## BRIEF
Please print only the top portion of the entries below, ending with the line that contains "use thiserror::Error;", exactly as written.

## PROVIDED DATA

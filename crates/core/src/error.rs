//! Error types shared by every picoup crate.
//!
//! Every variant carries enough context (component, version or tag, host pair)
//! to diagnose a failure without reading source. Asset naming mismatches are the
//! dominant real-world failure, so `NotFound` always names the host.

use miette::Diagnostic;
use thiserror::Error;

/// Result type for picoup operations.
pub type Result<T> = std::result::Result<T, Error>;

/// Errors that can occur while resolving or installing components.
#[derive(Error, Debug, Diagnostic)]
pub enum Error {
    /// Host OS or architecture is outside the supported set.
    #[error("Unsupported platform: {message}")]
    #[diagnostic(
        code(picoup::unsupported_platform),
        help("picoup supports macOS and Linux on x86_64 and aarch64 only")
    )]
    UnsupportedPlatform {
        /// Which fact was rejected and its raw value.
        message: String,
    },

    /// Non-2xx response or transport failure talking to a network endpoint.
    #[error("HTTP request to {url} failed{}: {body}", status_suffix(.status))]
    #[diagnostic(
        code(picoup::http),
        help("Set GITHUB_TOKEN to raise the API rate limit, or retry later")
    )]
    Http {
        /// Requested URL.
        url: String,
        /// Status code, absent for transport failures.
        status: Option<u16>,
        /// Response body or transport error text.
        body: String,
    },

    /// A tag, version key or matching asset could not be located.
    #[error("{component}: {what} not found for {version} on {host}")]
    #[diagnostic(code(picoup::not_found))]
    NotFound {
        /// Component tag (e.g. `cmake`).
        component: String,
        /// What was looked up (e.g. "release asset", "toolchain version").
        what: String,
        /// Version or tag attempted.
        version: String,
        /// Host description, e.g. `linux/x86_64` or a platform key.
        host: String,
    },

    /// An external process exited non-zero.
    #[error("Command `{command}` failed with {status}: {stderr}")]
    #[diagnostic(code(picoup::command_failed))]
    CommandFailed {
        /// Rendered command line.
        command: String,
        /// Exit status description.
        status: String,
        /// Captured standard error.
        stderr: String,
    },

    /// The caller supplied an incomplete request.
    #[error("Invalid install request: {0}")]
    #[diagnostic(code(picoup::invalid_request))]
    InvalidRequest(String),

    /// A plan carries data the installer refuses to act on.
    #[error("Invalid install plan for {component}: {message}")]
    #[diagnostic(
        code(picoup::invalid_plan),
        help("Re-create the plan with `picoup resolve --json`")
    )]
    InvalidPlan {
        /// Component tag.
        component: String,
        /// What is wrong with it.
        message: String,
    },

    /// The toolchain index could not be loaded from any source.
    #[error("Toolchain index unavailable; tried: {}", .attempted.join(", "))]
    #[diagnostic(
        code(picoup::index_unavailable),
        help("Check network access or reinstall picoup so its bundled data is present")
    )]
    IndexUnavailable {
        /// Every location attempted, in order.
        attempted: Vec<String>,
    },

    /// The installer cannot unpack this archive type.
    #[error("Unsupported archive type '{archive}' for {url}")]
    #[diagnostic(code(picoup::unsupported_archive))]
    UnsupportedArchive {
        /// Archive type tag.
        archive: String,
        /// Source URL.
        url: String,
    },

    /// An archive could not be unpacked.
    #[error("Failed to extract {archive}: {message}")]
    #[diagnostic(code(picoup::extraction_failed))]
    ExtractionFailed {
        /// Archive path or URL.
        archive: String,
        /// Underlying failure.
        message: String,
    },

    /// IO error.
    #[error("IO error: {0}")]
    #[diagnostic(code(picoup::io))]
    Io(#[from] std::io::Error),

    /// JSON parsing error.
    #[error("JSON error: {0}")]
    #[diagnostic(code(picoup::json))]
    Json(#[from] serde_json::Error),
}

fn status_suffix(status: &Option<u16>) -> String {
    status.map(|s| format!(" (HTTP {s})")).unwrap_or_default()
}

impl Error {
    /// Create an unsupported platform error.
    #[must_use]
    pub fn unsupported_platform(message: impl Into<String>) -> Self {
        Self::UnsupportedPlatform {
            message: message.into(),
        }
    }

    /// Create an HTTP error from a status code and response body.
    #[must_use]
    pub fn http(url: impl Into<String>, status: u16, body: impl Into<String>) -> Self {
        Self::Http {
            url: url.into(),
            status: Some(status),
            body: body.into(),
        }
    }

    /// Create an HTTP error for a transport failure.
    #[must_use]
    pub fn transport(url: impl Into<String>, message: impl Into<String>) -> Self {
        Self::Http {
            url: url.into(),
            status: None,
            body: message.into(),
        }
    }

    /// Create a not found error.
    #[must_use]
    pub fn not_found(
        component: impl Into<String>,
        what: impl Into<String>,
        version: impl Into<String>,
        host: impl Into<String>,
    ) -> Self {
        Self::NotFound {
            component: component.into(),
            what: what.into(),
            version: version.into(),
            host: host.into(),
        }
    }

    /// Create a command failed error.
    #[must_use]
    pub fn command_failed(
        command: impl Into<String>,
        status: impl Into<String>,
        stderr: impl Into<String>,
    ) -> Self {
        Self::CommandFailed {
            command: command.into(),
            status: status.into(),
            stderr: stderr.into(),
        }
    }

    /// Create an invalid request error.
    #[must_use]
    pub fn invalid_request(message: impl Into<String>) -> Self {
        Self::InvalidRequest(message.into())
    }

    /// Create an invalid plan error.
    #[must_use]
    pub fn invalid_plan(component: impl Into<String>, message: impl Into<String>) -> Self {
        Self::InvalidPlan {
            component: component.into(),
            message: message.into(),
        }
    }

    /// Create an unsupported archive error.
    #[must_use]
    pub fn unsupported_archive(archive: impl Into<String>, url: impl Into<String>) -> Self {
        Self::UnsupportedArchive {
            archive: archive.into(),
            url: url.into(),
        }
    }

    /// Create an extraction failed error.
    #[must_use]
    pub fn extraction_failed(archive: impl Into<String>, message: impl Into<String>) -> Self {
        Self::ExtractionFailed {
            archive: archive.into(),
            message: message.into(),
        }
    }

    /// Whether this error reports a missing tag, version or asset.
    #[must_use]
    pub fn is_not_found(&self) -> bool {
        matches!(self, Self::NotFound { .. })
    }

    /// HTTP status code, if this is an HTTP error with a response.
    #[must_use]
    pub fn status(&self) -> Option<u16> {
        match self {
            Self::Http { status, .. } => *status,
            _ => None,
        }
    }
}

## SOLUTION FOR THIS PROBLEM
filename crates/core/src/error.rs
//! Error types shared by every picoup crate.
//!
//! Every variant carries enough context (component, version or tag, host pair)
//! to diagnose a failure without reading source. Asset naming mismatches are the
//! dominant real-world failure, so `NotFound` always names the host.

use miette::Diagnostic;
use thiserror::Error;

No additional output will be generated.